Data provided

------------------------------------------------------------------------

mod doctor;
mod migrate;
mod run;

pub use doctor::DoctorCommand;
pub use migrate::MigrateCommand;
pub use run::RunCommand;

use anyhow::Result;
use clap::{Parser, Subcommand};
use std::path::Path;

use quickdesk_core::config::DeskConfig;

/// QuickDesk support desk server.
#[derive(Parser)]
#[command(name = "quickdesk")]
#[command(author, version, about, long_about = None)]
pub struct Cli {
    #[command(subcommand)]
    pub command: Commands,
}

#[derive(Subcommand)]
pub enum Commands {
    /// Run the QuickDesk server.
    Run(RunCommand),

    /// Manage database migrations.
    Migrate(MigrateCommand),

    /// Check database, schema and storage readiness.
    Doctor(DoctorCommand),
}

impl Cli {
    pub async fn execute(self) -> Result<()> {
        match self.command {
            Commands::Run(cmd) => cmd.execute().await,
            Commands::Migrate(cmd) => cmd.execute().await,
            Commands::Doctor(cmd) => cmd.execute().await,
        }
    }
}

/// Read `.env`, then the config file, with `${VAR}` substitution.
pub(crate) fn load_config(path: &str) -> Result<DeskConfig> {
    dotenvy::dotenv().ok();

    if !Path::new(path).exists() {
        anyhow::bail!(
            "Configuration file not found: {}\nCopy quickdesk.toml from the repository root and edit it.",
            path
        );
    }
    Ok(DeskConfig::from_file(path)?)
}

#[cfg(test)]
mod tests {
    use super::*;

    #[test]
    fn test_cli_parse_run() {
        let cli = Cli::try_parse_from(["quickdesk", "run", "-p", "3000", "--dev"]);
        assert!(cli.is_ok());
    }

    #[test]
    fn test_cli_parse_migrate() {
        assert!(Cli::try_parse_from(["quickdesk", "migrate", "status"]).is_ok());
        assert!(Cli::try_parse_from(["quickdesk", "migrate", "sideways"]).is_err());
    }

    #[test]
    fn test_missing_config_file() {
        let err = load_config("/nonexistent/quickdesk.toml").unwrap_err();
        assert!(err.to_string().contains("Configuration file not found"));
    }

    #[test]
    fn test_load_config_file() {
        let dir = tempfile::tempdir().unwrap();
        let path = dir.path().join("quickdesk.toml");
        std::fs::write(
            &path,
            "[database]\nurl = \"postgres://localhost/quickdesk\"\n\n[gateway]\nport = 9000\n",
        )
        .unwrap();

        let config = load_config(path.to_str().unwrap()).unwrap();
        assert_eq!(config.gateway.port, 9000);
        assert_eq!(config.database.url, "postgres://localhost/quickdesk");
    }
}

------------------------------------------------------------------------

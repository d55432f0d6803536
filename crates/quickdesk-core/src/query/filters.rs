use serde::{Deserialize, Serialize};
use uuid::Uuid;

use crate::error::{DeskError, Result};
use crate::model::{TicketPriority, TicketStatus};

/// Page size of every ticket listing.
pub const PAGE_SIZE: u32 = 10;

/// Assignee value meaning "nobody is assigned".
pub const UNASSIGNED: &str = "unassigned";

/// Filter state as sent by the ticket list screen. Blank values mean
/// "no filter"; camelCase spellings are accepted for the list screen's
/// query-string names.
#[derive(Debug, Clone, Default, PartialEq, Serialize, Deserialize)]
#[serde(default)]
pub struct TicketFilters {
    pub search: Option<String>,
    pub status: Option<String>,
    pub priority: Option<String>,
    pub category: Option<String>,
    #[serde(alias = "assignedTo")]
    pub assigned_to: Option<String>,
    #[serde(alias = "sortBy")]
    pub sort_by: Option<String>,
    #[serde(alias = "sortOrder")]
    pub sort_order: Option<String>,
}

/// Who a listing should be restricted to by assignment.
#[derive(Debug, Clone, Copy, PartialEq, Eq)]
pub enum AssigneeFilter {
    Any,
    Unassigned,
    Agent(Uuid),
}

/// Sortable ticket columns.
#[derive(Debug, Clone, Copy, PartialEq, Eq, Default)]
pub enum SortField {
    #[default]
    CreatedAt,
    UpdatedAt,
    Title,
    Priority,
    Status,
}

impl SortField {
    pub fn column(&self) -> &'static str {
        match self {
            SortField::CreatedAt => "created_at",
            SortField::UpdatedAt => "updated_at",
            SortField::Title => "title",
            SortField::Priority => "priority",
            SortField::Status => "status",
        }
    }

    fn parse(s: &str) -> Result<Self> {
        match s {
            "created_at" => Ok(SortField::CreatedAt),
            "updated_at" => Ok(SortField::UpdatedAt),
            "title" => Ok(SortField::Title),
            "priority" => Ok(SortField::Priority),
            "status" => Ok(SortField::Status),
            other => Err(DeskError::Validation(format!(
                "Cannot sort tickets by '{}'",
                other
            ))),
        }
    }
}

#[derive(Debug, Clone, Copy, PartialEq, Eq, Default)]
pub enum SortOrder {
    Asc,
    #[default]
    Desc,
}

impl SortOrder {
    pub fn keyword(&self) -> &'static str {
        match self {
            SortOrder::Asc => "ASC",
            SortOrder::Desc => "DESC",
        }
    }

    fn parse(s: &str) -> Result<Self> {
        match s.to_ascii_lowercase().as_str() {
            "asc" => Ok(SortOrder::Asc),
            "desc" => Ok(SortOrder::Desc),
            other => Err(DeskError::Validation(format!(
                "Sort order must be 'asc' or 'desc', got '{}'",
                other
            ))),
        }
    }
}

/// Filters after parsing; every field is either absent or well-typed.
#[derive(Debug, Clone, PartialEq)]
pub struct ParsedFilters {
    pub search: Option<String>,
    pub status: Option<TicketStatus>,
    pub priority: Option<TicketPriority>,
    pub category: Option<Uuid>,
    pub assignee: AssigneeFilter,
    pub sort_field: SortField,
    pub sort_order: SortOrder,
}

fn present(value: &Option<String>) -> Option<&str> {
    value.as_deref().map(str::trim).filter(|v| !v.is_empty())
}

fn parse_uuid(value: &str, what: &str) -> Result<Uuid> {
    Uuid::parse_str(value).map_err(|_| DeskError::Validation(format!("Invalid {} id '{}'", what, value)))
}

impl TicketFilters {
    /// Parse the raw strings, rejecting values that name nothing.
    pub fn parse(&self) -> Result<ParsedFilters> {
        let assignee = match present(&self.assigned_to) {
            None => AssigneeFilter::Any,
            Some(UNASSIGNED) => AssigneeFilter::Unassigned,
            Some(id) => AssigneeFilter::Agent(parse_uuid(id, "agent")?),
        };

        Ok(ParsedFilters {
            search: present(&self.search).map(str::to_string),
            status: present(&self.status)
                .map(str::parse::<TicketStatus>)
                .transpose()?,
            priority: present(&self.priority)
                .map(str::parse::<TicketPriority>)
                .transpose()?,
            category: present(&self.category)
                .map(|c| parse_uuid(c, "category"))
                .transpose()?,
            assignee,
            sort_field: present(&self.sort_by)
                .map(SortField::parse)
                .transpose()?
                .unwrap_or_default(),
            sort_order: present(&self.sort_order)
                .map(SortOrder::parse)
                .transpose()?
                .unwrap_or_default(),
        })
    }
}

------------------------------------------------------------------------

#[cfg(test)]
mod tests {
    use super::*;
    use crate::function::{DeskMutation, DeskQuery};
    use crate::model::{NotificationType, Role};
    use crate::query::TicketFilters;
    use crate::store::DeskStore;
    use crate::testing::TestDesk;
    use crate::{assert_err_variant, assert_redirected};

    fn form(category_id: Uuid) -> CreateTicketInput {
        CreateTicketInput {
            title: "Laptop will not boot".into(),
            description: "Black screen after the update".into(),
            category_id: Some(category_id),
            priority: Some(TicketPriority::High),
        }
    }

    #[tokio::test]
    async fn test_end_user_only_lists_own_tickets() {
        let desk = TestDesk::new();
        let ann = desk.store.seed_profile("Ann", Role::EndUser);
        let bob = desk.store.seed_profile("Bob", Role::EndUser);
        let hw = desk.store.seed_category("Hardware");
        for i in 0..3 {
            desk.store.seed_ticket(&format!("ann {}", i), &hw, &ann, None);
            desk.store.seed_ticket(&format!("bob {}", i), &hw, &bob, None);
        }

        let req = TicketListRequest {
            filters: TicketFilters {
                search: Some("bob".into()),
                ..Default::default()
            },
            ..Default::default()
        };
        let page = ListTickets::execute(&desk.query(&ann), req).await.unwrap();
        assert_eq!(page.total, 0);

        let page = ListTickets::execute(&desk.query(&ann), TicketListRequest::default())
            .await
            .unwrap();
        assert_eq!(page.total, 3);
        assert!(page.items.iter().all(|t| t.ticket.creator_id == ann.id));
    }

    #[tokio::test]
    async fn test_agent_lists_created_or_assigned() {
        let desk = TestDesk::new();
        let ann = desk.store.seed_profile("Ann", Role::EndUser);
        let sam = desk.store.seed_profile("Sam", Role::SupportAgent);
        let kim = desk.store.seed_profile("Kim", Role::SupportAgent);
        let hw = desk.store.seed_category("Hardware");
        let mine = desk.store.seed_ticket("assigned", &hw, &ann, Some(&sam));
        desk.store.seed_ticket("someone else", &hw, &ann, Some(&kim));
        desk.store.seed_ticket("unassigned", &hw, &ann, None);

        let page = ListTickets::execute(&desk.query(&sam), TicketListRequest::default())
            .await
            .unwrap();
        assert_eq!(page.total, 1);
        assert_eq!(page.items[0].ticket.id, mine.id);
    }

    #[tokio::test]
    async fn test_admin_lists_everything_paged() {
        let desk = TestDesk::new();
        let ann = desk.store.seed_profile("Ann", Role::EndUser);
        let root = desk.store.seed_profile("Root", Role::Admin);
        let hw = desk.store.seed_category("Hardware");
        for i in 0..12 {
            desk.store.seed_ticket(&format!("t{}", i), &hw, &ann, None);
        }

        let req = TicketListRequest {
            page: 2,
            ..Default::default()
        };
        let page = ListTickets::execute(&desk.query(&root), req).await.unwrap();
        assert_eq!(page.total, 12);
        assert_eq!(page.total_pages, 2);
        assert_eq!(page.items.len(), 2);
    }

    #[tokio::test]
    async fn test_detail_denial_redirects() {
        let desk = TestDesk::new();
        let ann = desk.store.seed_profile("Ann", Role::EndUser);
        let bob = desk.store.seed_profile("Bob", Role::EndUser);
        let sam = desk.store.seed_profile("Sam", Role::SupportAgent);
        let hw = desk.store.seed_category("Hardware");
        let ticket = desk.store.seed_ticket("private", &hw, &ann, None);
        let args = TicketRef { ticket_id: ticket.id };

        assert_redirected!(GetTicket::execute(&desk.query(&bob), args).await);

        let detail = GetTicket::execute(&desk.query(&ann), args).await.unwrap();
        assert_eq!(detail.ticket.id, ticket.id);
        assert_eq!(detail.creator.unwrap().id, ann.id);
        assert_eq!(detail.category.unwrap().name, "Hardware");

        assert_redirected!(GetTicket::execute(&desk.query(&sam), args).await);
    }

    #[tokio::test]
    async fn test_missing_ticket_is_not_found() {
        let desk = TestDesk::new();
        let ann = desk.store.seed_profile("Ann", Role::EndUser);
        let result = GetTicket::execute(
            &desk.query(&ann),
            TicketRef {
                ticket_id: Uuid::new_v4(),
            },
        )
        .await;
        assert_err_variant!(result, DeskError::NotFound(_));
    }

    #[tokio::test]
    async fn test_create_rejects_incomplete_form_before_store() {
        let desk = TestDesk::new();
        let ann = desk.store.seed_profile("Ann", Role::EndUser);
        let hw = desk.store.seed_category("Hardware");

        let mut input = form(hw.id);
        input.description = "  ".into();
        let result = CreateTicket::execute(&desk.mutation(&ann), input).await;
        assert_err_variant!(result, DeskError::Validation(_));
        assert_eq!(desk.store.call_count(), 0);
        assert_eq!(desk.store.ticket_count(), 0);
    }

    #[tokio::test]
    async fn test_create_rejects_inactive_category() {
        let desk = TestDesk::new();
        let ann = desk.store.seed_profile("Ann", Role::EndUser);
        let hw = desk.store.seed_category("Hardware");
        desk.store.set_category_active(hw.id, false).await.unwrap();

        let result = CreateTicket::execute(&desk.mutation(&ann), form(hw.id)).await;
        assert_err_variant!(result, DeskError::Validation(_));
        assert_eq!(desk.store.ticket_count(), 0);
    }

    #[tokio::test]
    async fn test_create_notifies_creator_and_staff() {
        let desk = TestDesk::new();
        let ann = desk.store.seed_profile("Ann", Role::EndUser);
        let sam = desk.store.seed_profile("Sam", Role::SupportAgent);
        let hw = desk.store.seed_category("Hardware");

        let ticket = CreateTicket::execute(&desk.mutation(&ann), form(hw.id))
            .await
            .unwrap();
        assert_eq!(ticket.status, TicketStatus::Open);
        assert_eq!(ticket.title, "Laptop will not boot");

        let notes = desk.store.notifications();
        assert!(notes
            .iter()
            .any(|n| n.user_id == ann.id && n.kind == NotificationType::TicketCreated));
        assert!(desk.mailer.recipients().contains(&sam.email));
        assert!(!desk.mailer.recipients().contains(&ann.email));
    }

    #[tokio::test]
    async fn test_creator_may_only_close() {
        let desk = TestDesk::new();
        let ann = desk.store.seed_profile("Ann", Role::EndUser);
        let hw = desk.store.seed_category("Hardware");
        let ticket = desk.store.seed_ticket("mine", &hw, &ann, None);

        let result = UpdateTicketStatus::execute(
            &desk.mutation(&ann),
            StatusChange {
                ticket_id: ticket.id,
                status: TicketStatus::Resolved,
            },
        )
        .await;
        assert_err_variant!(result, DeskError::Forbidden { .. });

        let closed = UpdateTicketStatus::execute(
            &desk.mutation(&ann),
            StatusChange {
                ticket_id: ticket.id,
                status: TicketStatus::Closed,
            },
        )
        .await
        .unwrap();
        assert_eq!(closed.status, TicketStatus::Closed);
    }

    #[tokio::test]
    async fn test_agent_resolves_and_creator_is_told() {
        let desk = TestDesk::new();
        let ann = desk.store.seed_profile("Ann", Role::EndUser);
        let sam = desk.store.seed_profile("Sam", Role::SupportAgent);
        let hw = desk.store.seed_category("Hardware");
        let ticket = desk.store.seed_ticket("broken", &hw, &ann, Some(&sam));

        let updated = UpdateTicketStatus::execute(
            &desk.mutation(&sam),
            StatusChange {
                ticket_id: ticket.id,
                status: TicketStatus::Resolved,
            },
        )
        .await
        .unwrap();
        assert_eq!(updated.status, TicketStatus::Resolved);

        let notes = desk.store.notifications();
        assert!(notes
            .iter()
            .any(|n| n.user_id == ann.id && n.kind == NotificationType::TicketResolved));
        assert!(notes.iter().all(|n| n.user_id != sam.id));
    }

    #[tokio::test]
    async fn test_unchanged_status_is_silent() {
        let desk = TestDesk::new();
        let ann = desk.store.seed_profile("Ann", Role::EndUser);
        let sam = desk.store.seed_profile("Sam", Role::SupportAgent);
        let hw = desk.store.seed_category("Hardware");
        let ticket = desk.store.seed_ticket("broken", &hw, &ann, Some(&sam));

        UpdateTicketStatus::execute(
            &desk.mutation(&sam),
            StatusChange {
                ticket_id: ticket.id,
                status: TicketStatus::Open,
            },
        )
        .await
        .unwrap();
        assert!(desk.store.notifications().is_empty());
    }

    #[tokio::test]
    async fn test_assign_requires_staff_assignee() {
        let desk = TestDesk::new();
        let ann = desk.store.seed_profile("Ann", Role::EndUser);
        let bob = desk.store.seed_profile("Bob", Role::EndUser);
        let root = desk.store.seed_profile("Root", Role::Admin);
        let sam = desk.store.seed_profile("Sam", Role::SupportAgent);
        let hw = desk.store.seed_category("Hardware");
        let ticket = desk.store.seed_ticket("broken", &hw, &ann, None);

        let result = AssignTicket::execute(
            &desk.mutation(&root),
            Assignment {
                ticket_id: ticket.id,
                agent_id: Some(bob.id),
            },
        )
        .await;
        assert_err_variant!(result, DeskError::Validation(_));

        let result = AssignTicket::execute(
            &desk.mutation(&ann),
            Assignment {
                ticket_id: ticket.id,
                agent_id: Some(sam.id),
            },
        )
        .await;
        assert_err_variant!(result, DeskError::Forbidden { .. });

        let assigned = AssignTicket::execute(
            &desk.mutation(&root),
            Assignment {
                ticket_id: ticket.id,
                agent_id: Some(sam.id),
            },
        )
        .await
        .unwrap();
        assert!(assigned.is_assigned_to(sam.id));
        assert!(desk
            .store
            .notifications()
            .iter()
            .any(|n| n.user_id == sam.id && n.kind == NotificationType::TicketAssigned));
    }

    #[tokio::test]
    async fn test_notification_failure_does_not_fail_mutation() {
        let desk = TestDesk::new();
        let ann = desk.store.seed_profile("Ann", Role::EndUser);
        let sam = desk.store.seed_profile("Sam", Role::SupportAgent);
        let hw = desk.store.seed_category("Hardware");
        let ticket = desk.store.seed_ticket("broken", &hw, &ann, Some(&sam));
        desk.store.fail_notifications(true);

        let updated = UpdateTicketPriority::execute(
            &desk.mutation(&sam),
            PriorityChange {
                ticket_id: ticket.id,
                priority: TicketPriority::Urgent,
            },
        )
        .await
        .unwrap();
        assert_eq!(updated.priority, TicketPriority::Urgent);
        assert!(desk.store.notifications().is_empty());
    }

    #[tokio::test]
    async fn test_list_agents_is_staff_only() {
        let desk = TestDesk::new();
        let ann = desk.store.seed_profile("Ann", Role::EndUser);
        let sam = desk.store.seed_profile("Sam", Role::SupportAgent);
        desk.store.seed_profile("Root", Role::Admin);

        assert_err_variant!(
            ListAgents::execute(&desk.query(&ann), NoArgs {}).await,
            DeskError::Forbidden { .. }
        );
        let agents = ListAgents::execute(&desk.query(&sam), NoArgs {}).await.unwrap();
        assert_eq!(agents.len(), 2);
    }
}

------------------------------------------------------------------------

Work to be completed
Go over the records above and tally each line that includes "what". Give the total by itself.

Worked solution
2